- [Stored data entries]
================================

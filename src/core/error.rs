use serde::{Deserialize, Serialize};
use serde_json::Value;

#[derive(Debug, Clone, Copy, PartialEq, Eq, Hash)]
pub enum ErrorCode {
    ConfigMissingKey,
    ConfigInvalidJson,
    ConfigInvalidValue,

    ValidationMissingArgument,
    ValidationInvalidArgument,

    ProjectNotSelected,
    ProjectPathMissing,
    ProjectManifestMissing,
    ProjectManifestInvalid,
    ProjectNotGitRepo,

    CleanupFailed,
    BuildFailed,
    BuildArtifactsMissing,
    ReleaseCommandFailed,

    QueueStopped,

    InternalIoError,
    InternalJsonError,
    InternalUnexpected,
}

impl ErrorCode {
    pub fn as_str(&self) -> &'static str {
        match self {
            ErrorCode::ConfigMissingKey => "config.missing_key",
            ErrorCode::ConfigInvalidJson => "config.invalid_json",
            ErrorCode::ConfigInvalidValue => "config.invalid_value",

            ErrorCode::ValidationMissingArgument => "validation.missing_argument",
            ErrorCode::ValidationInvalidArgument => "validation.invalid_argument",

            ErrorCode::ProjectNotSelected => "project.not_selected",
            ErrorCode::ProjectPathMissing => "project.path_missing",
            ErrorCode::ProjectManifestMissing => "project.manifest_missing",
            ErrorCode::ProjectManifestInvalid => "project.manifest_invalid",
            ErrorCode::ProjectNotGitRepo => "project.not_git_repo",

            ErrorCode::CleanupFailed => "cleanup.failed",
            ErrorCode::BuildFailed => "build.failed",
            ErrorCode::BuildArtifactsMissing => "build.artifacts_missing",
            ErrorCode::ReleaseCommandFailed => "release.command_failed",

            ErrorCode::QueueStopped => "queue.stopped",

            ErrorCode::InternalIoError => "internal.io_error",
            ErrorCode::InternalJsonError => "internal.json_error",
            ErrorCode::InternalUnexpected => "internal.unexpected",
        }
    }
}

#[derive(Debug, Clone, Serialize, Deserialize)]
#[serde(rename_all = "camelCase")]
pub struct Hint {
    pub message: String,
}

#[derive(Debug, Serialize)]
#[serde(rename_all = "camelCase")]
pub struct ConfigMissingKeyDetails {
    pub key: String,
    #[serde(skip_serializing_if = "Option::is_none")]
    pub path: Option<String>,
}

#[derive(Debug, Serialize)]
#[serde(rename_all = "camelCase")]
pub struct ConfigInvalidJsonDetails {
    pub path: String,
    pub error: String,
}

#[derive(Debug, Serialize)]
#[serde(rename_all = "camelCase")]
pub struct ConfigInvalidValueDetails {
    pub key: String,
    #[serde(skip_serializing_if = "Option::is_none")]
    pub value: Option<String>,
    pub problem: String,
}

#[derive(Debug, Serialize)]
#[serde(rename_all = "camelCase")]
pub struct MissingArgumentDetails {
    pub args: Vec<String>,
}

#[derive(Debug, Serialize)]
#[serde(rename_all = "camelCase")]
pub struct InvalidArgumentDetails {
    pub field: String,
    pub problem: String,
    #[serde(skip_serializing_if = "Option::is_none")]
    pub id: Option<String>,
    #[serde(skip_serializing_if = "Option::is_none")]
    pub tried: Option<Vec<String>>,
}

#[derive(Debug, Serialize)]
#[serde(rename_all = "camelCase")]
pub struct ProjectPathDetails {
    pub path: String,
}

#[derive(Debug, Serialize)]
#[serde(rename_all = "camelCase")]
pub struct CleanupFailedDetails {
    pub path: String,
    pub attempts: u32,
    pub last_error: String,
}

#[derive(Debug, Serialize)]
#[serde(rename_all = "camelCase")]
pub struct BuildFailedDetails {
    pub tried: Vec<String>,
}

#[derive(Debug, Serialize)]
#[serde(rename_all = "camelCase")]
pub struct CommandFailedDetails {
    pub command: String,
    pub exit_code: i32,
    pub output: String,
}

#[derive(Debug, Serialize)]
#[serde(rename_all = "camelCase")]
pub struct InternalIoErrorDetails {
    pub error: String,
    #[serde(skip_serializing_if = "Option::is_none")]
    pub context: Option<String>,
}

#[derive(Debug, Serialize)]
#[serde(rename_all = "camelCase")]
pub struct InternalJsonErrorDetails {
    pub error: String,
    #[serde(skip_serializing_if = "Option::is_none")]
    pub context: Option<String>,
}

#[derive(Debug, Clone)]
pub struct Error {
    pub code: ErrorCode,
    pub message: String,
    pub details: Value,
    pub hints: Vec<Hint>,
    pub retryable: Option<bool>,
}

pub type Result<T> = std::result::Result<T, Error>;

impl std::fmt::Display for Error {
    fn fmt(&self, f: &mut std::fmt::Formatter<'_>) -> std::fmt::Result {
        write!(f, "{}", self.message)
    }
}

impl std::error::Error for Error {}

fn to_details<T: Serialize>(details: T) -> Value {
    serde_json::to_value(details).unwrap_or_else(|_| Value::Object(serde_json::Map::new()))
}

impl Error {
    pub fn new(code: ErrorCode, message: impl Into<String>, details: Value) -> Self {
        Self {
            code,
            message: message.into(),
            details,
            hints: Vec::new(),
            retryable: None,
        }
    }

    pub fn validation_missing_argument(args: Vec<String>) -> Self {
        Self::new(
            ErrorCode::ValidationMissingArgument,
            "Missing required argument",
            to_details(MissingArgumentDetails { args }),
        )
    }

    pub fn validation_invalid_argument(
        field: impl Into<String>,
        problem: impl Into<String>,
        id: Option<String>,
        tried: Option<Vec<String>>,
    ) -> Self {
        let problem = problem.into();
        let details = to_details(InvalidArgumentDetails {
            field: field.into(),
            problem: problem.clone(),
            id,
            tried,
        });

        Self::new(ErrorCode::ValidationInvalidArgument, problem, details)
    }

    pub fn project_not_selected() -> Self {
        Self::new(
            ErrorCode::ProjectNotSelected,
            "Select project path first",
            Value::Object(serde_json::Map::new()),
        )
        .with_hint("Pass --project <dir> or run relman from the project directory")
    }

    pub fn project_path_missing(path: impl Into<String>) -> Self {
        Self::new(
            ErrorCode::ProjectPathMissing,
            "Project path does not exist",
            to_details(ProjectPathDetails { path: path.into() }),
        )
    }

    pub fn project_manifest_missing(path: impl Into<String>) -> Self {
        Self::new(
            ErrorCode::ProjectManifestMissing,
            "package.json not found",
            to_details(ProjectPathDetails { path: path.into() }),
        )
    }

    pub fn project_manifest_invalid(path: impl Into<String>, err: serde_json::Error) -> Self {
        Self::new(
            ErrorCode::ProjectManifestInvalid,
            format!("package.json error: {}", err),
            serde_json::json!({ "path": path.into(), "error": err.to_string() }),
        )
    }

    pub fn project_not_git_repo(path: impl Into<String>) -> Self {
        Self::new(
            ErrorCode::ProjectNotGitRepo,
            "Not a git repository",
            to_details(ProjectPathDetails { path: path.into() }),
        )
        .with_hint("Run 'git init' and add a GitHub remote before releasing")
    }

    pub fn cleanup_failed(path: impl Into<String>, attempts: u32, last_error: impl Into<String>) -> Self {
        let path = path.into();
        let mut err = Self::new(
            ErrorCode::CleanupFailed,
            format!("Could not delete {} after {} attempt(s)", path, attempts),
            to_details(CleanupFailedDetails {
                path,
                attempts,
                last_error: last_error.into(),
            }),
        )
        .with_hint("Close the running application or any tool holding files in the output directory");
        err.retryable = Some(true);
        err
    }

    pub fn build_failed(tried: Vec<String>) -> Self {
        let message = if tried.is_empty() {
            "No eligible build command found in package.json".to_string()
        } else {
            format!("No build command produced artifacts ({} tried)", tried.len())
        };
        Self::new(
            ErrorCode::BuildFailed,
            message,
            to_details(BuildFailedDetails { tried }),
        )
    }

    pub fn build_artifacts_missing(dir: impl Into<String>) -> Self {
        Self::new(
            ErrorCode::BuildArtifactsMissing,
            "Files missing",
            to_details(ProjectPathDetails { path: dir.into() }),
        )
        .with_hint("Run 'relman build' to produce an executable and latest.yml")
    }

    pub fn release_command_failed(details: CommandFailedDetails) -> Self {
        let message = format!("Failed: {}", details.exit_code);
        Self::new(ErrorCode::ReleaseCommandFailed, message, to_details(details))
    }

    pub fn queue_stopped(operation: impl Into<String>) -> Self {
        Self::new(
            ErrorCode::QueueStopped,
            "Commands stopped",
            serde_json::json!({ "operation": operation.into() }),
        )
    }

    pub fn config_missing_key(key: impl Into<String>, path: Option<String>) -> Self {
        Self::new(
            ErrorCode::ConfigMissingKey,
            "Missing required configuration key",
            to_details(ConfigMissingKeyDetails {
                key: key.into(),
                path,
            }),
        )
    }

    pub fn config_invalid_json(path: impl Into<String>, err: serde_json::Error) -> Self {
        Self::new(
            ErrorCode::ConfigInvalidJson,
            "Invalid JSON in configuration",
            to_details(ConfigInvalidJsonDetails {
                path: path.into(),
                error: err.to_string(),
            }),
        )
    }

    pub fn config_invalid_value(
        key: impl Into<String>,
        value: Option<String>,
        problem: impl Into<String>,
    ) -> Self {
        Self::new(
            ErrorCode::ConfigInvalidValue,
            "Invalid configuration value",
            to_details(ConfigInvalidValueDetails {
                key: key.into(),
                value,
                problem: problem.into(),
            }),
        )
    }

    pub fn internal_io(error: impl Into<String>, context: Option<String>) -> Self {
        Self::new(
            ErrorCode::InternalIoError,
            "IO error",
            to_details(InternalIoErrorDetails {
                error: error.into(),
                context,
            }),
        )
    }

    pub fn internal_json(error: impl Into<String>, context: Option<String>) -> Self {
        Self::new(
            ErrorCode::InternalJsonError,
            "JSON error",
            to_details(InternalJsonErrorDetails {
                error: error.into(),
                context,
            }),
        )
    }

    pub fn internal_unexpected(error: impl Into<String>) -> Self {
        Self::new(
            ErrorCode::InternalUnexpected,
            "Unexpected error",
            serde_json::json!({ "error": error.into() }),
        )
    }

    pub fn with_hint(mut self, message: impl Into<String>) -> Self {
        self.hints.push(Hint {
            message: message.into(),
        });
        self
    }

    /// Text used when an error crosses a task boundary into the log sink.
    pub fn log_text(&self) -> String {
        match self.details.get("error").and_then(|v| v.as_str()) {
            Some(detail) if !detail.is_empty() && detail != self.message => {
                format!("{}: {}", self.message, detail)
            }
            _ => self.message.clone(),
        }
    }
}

================================

- [What you should do]
Scan the preceding records line by line, and state how many lines contain "found". Nothing else belongs in the answer.

- [Problem solution]
2